====== INPUT FOR THIS TASK

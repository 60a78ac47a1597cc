//! PostgreSQL persistence for the catalog, endpoints, event logs and
//! deliveries.
//!
//! All database operations go through these repositories. Operations that
//! must be atomic across tables live on [`Storage`] itself.

use std::sync::Arc;

use chrono::{DateTime, Utc};
use sqlx::PgPool;

pub mod deliveries;
pub mod endpoints;
pub mod event_definitions;
pub mod event_logs;
pub mod schema;

use crate::{
    error::Result,
    models::{Delivery, EventLog},
};

/// Container for all repository instances sharing one connection pool.
#[derive(Clone)]
pub struct Storage {
    /// Event type catalog.
    pub event_definitions: Arc<event_definitions::Repository>,

    /// Endpoint registry and health counters.
    pub endpoints: Arc<endpoints::Repository>,

    /// Delivery records.
    pub deliveries: Arc<deliveries::Repository>,

    /// Event occurrence audit log.
    pub event_logs: Arc<event_logs::Repository>,
}

impl Storage {
    /// Creates a new storage instance with the given connection pool.
    pub fn new(pool: PgPool) -> Self {
        let pool = Arc::new(pool);

        Self {
            event_definitions: Arc::new(event_definitions::Repository::new(pool.clone())),
            endpoints: Arc::new(endpoints::Repository::new(pool.clone())),
            deliveries: Arc::new(deliveries::Repository::new(pool.clone())),
            event_logs: Arc::new(event_logs::Repository::new(pool)),
        }
    }

    /// Returns the shared pool.
    pub fn pool(&self) -> Arc<PgPool> {
        self.event_logs.pool()
    }

    /// Verifies database connectivity with `SELECT 1`.
    ///
    /// # Errors
    ///
    /// Returns `CoreError::Database` if the connection is unhealthy.
    pub async fn health_check(&self) -> Result<()> {
        let _: (i32,) = sqlx::query_as("SELECT 1").fetch_one(&*self.pool()).await?;

        Ok(())
    }

    /// Persists one fan-out: the occurrence, its deliveries and the
    /// processed marker commit together or not at all.
    ///
    /// # Errors
    ///
    /// Returns error if any statement fails; nothing is written then.
    pub async fn record_dispatch(
        &self,
        log: &EventLog,
        deliveries: &[Delivery],
        processed_at: DateTime<Utc>,
    ) -> Result<()> {
        let notified = i32::try_from(deliveries.len()).unwrap_or(i32::MAX);
        let mut tx = self.pool().begin().await?;

        self.event_logs.create_in_tx(&mut tx, log).await?;
        for delivery in deliveries {
            self.deliveries.create_in_tx(&mut tx, delivery).await?;
        }
        self.event_logs.mark_processed_in_tx(&mut tx, log.event_id, notified, processed_at).await?;

        tx.commit().await?;
        tracing::debug!(event_id = %log.event_id, notified, "dispatch committed");
        Ok(())
    }
}

#[cfg(test)]
mod tests {
    use super::*;

    #[tokio::test]
    async fn storage_can_be_created() {
        let pool = sqlx::PgPool::connect_lazy("postgresql://test").unwrap();
        let storage = Storage::new(pool);
        assert!(Arc::ptr_eq(&storage.pool(), &storage.endpoints.pool()));
    }
}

============

= WORK TO BE COMPLETED =
Quote the data above in full, changing nothing.

= ANSWER TO THE EXERCISE =
repository 60a78ac47a1597cc
//! PostgreSQL persistence for the catalog, endpoints, event logs and
//! deliveries.
//!
//! All database operations go through these repositories. Operations that
//! must be atomic across tables live on [`Storage`] itself.

use std::sync::Arc;

use chrono::{DateTime, Utc};
use sqlx::PgPool;

pub mod deliveries;
pub mod endpoints;
pub mod event_definitions;
pub mod event_logs;
pub mod schema;

use crate::{
    error::Result,
    models::{Delivery, EventLog},
};

/// Container for all repository instances sharing one connection pool.
#[derive(Clone)]
pub struct Storage {
    /// Event type catalog.
    pub event_definitions: Arc<event_definitions::Repository>,

    /// Endpoint registry and health counters.
    pub endpoints: Arc<endpoints::Repository>,

    /// Delivery records.
    pub deliveries: Arc<deliveries::Repository>,

    /// Event occurrence audit log.
    pub event_logs: Arc<event_logs::Repository>,
}

impl Storage {
    /// Creates a new storage instance with the given connection pool.
    pub fn new(pool: PgPool) -> Self {
        let pool = Arc::new(pool);

        Self {
            event_definitions: Arc::new(event_definitions::Repository::new(pool.clone())),
            endpoints: Arc::new(endpoints::Repository::new(pool.clone())),
            deliveries: Arc::new(deliveries::Repository::new(pool.clone())),
            event_logs: Arc::new(event_logs::Repository::new(pool)),
        }
    }

    /// Returns the shared pool.
    pub fn pool(&self) -> Arc<PgPool> {
        self.event_logs.pool()
    }

    /// Verifies database connectivity with `SELECT 1`.
    ///
    /// # Errors
    ///
    /// Returns `CoreError::Database` if the connection is unhealthy.
    pub async fn health_check(&self) -> Result<()> {
        let _: (i32,) = sqlx::query_as("SELECT 1").fetch_one(&*self.pool()).await?;

        Ok(())
    }

    /// Persists one fan-out: the occurrence, its deliveries and the
    /// processed marker commit together or not at all.
    ///
    /// # Errors
    ///
    /// Returns error if any statement fails; nothing is written then.
    pub async fn record_dispatch(
        &self,
        log: &EventLog,
        deliveries: &[Delivery],
        processed_at: DateTime<Utc>,
    ) -> Result<()> {
        let notified = i32::try_from(deliveries.len()).unwrap_or(i32::MAX);
        let mut tx = self.pool().begin().await?;

        self.event_logs.create_in_tx(&mut tx, log).await?;
        for delivery in deliveries {
            self.deliveries.create_in_tx(&mut tx, delivery).await?;
        }
        self.event_logs.mark_processed_in_tx(&mut tx, log.event_id, notified, processed_at).await?;

        tx.commit().await?;
        tracing::debug!(event_id = %log.event_id, notified, "dispatch committed");
        Ok(())
    }
}

#[cfg(test)]
mod tests {
    use super::*;

    #[tokio::test]
    async fn storage_can_be_created() {
        let pool = sqlx::PgPool::connect_lazy("postgresql://test").unwrap();
        let storage = Storage::new(pool);
        assert!(Arc::ptr_eq(&storage.pool(), &storage.endpoints.pool()));
    }
}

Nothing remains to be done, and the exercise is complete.